● TASK TO COMPLETE:
Locate every line in the records below that contains the word "items", and copy each one.

● Collected data entries:
■ ■ ■ ■
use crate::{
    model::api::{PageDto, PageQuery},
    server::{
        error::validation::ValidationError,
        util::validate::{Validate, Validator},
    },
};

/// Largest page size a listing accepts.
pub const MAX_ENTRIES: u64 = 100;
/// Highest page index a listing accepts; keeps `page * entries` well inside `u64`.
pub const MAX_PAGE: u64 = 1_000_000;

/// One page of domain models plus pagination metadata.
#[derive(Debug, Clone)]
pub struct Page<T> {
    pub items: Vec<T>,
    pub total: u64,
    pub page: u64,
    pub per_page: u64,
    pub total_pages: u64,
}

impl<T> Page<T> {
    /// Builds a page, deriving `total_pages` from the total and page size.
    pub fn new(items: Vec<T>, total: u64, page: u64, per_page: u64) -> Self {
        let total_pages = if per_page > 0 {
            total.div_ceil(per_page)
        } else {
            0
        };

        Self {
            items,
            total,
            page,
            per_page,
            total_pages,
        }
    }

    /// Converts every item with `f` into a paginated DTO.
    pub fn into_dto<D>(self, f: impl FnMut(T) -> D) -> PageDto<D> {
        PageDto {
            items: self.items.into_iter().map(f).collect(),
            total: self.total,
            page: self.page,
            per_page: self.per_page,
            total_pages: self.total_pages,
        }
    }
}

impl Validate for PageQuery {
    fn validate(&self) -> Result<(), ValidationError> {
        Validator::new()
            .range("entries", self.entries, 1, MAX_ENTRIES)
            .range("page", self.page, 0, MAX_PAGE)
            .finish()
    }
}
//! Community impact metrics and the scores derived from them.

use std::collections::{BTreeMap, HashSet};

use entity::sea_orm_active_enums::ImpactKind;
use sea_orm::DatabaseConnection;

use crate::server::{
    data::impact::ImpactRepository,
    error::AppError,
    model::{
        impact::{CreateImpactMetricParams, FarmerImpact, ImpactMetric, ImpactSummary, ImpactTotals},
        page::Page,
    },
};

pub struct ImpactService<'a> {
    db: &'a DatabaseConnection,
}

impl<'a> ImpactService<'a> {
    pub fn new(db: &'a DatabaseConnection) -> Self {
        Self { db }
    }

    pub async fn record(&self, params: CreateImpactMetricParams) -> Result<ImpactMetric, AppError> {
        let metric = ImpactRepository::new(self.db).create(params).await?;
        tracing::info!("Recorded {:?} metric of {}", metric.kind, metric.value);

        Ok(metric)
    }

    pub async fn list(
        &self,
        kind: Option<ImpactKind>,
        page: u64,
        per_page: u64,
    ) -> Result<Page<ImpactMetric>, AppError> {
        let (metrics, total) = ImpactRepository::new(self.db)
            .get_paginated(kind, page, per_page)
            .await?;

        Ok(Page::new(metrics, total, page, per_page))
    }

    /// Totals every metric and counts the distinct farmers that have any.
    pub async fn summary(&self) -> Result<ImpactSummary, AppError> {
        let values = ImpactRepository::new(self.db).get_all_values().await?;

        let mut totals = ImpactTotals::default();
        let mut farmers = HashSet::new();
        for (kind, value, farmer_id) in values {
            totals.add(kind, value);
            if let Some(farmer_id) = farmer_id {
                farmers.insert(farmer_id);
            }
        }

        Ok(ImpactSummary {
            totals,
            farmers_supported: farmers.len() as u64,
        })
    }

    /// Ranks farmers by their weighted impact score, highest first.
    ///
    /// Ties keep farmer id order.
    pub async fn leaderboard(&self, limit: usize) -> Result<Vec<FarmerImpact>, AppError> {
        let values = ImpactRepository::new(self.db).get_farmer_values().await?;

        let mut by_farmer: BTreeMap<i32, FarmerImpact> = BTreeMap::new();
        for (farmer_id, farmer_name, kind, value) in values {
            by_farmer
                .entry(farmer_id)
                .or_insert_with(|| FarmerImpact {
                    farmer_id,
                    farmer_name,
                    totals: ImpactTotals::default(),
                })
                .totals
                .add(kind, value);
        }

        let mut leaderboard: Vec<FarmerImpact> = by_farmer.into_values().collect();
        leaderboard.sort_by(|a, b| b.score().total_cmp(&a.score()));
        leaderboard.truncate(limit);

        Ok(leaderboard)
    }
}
■ ■ ■ ■
● TASK RESPONSE:
    pub items: Vec<T>,
    pub fn new(items: Vec<T>, total: u64, page: u64, per_page: u64) -> Self {
            items,
            items: self.items.into_iter().map(f).collect(),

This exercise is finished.